Elan’s terminated AD vaccine shows new promise

by | 11th May 2005 | News

Elan Corp and Wyeth’s now-terminated Alzheimer’s vaccine may cut levels of the beta amyloid protein in sufferers of the disease, according to two new reports published in the journal Neurology. The authors believe that training the body's immune system to fight back against Alzheimer’s may still offer a promising option for slowing or even preventing the disease, which affects some 4.5 million Americans.

Elan Corp and Wyeth’s now-terminated Alzheimer’s vaccine may cut levels of the beta amyloid protein in sufferers of the disease, according to two new reports published in the journal Neurology. The authors believe that training the body’s immune system to fight back against Alzheimer’s may still offer a promising option for slowing or even preventing the disease, which affects some 4.5 million Americans.

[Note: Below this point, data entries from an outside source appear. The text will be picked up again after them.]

//! Pixel buffer and block-to-image assembly.
//!
//! Block data is laid out in raster order: blocks advance left to right,
//! then wrap to the next block row. Blocks on the right and bottom edges may
//! overhang the declared image extent; their out-of-range pixels (and the
//! absent samples indexed formats produce there) are dropped.

use crate::block::decode_block;
use crate::color::Rgba;
use crate::header::BtiHeader;
use crate::palette::Palette;
use oxitex_core::ByteReader;
use oxitex_core::error::Result;

#[cfg(feature = "parallel")]
use rayon::prelude::*;

/// A width x height RGBA8 image, row-major from the top-left corner.
#[derive(Debug, Clone, PartialEq, Eq)]
pub struct PixelBuffer {
    width: usize,
    height: usize,
    /// Four bytes per pixel: R, G, B, A.
    data: Vec<u8>,
}

impl PixelBuffer {
    /// Create a fully transparent buffer.
    pub fn new(width: usize, height: usize) -> Self {
        Self {
            width,
            height,
            data: vec![0; width * height * 4],
        }
    }

    /// Image width in pixels.
    pub fn width(&self) -> usize {
        self.width
    }

    /// Image height in pixels.
    pub fn height(&self) -> usize {
        self.height
    }

    /// The pixel at (x, y). Panics when out of range.
    pub fn pixel(&self, x: usize, y: usize) -> Rgba {
        assert!(x < self.width && y < self.height, "pixel out of range");
        let i = (y * self.width + x) * 4;
        Rgba::new(self.data[i], self.data[i + 1], self.data[i + 2], self.data[i + 3])
    }

    fn set_pixel(&mut self, x: usize, y: usize, color: Rgba) {
        let i = (y * self.width + x) * 4;
        self.data[i] = color.r;
        self.data[i + 1] = color.g;
        self.data[i + 2] = color.b;
        self.data[i + 3] = color.a;
    }

    /// The raw RGBA8 bytes, row-major.
    pub fn data(&self) -> &[u8] {
        &self.data
    }

    /// Consume the buffer, yielding the raw RGBA8 bytes.
    pub fn into_vec(self) -> Vec<u8> {
        self.data
    }
}

/// Origin and byte offset of each base-level block, in raster order.
fn block_origins(header: &BtiHeader) -> Vec<(usize, usize, usize)> {
    let block_width = header.format.block_width();
    let block_height = header.format.block_height();
    let block_data_size = header.format.block_data_size();
    let width = header.width as usize;
    let height = header.height as usize;

    let mut origins = Vec::with_capacity(header.blocks_wide() * header.blocks_tall());
    let mut offset = 0;
    let mut block_x = 0;
    let mut block_y = 0;
    while block_y < height {
        origins.push((block_x, block_y, offset));
        offset += block_data_size;
        block_x += block_width;
        if block_x >= width {
            block_x = 0;
            block_y += block_height;
        }
    }
    origins
}

/// Place one decoded block, dropping overhanging and absent pixels.
fn place_block(
    image: &mut PixelBuffer,
    pixels: &[Option<Rgba>],
    block_x: usize,
    block_y: usize,
    block_width: usize,
) {
    for (i, pixel) in pixels.iter().enumerate() {
        let x = block_x + i % block_width;
        let y = block_y + i / block_width;
        if x >= image.width() || y >= image.height() {
            continue;
        }
        if let Some(color) = pixel {
            image.set_pixel(x, y, *color);
        }
    }
}

/// Decode every base-level block and composite the image.
pub(crate) fn assemble(
    header: &BtiHeader,
    image_data: &[u8],
    palette: &Palette,
) -> Result<PixelBuffer> {
    let reader = ByteReader::new(image_data);
    let block_width = header.format.block_width();
    let block_data_size = header.format.block_data_size();

    let mut image = PixelBuffer::new(header.width as usize, header.height as usize);
    for (block_x, block_y, offset) in block_origins(header) {
        let block_bytes = reader.read_bytes(offset, block_data_size)?;
        let pixels = decode_block(header.format, block_bytes, palette)?;
        place_block(&mut image, &pixels, block_x, block_y, block_width);
    }
    Ok(image)
}

/// Like [`assemble`], but decodes blocks in parallel.
///
/// Blocks only share the immutable palette, so decoding fans out freely;
/// placement stays sequential. Output is identical to the serial path.
#[cfg(feature = "parallel")]
pub(crate) fn assemble_parallel(
    header: &BtiHeader,
    image_data: &[u8],
    palette: &Palette,
) -> Result<PixelBuffer> {
    let reader = ByteReader::new(image_data);
    let block_width = header.format.block_width();
    let block_data_size = header.format.block_data_size();

    let origins = block_origins(header);
    let decoded: Vec<_> = origins
        .par_iter()
        .map(|&(_, _, offset)| {
            let block_bytes = reader.read_bytes(offset, block_data_size)?;
            decode_block(header.format, block_bytes, palette)
        })
        .collect::<Result<_>>()?;

    let mut image = PixelBuffer::new(header.width as usize, header.height as usize);
    for ((block_x, block_y, _), pixels) in origins.into_iter().zip(&decoded) {
        place_block(&mut image, pixels, block_x, block_y, block_width);
    }
    Ok(image)
}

The study was stopped early in 2002 after a few participants developed brain inflammation [[04/03/02a]]. But the researchers continued to monitor the patients for up to a year after their last injection and results from the interrupted trial show that on the whole, study participants whose immune systems mounted a response against beta amyloid performed significantly better on a series of memory tests than those who received placebo.

Now, researchers at the University of Michigan are planning to recruit patients into a new 27-month, 180-patient Phase II study of a second-generation Alzheimer’s vaccine from Elan and Wyeth. The trial, which aims to stimulate an immune attack against beta amyloid without raising brain inflammation risk, is being conducted at 30 centers in the USA and dosing has already begun at some sites. Rather than injecting participants with beta amyloid itself, the new trial is based on injections of humanized antibodies against part of the beta amyloid molecule.

“The idea of inducing the immune system to view beta amyloid as a foreign protein, and to attack it, holds great promise,” says Sid Gilman, first author on one of the new papers and the head of the Data Safety Monitoring Board for both clinical trials. “We now need to see whether we can create an immune response safely and in a way that slows the progression of Alzheimer’s disease and preserves cognition.”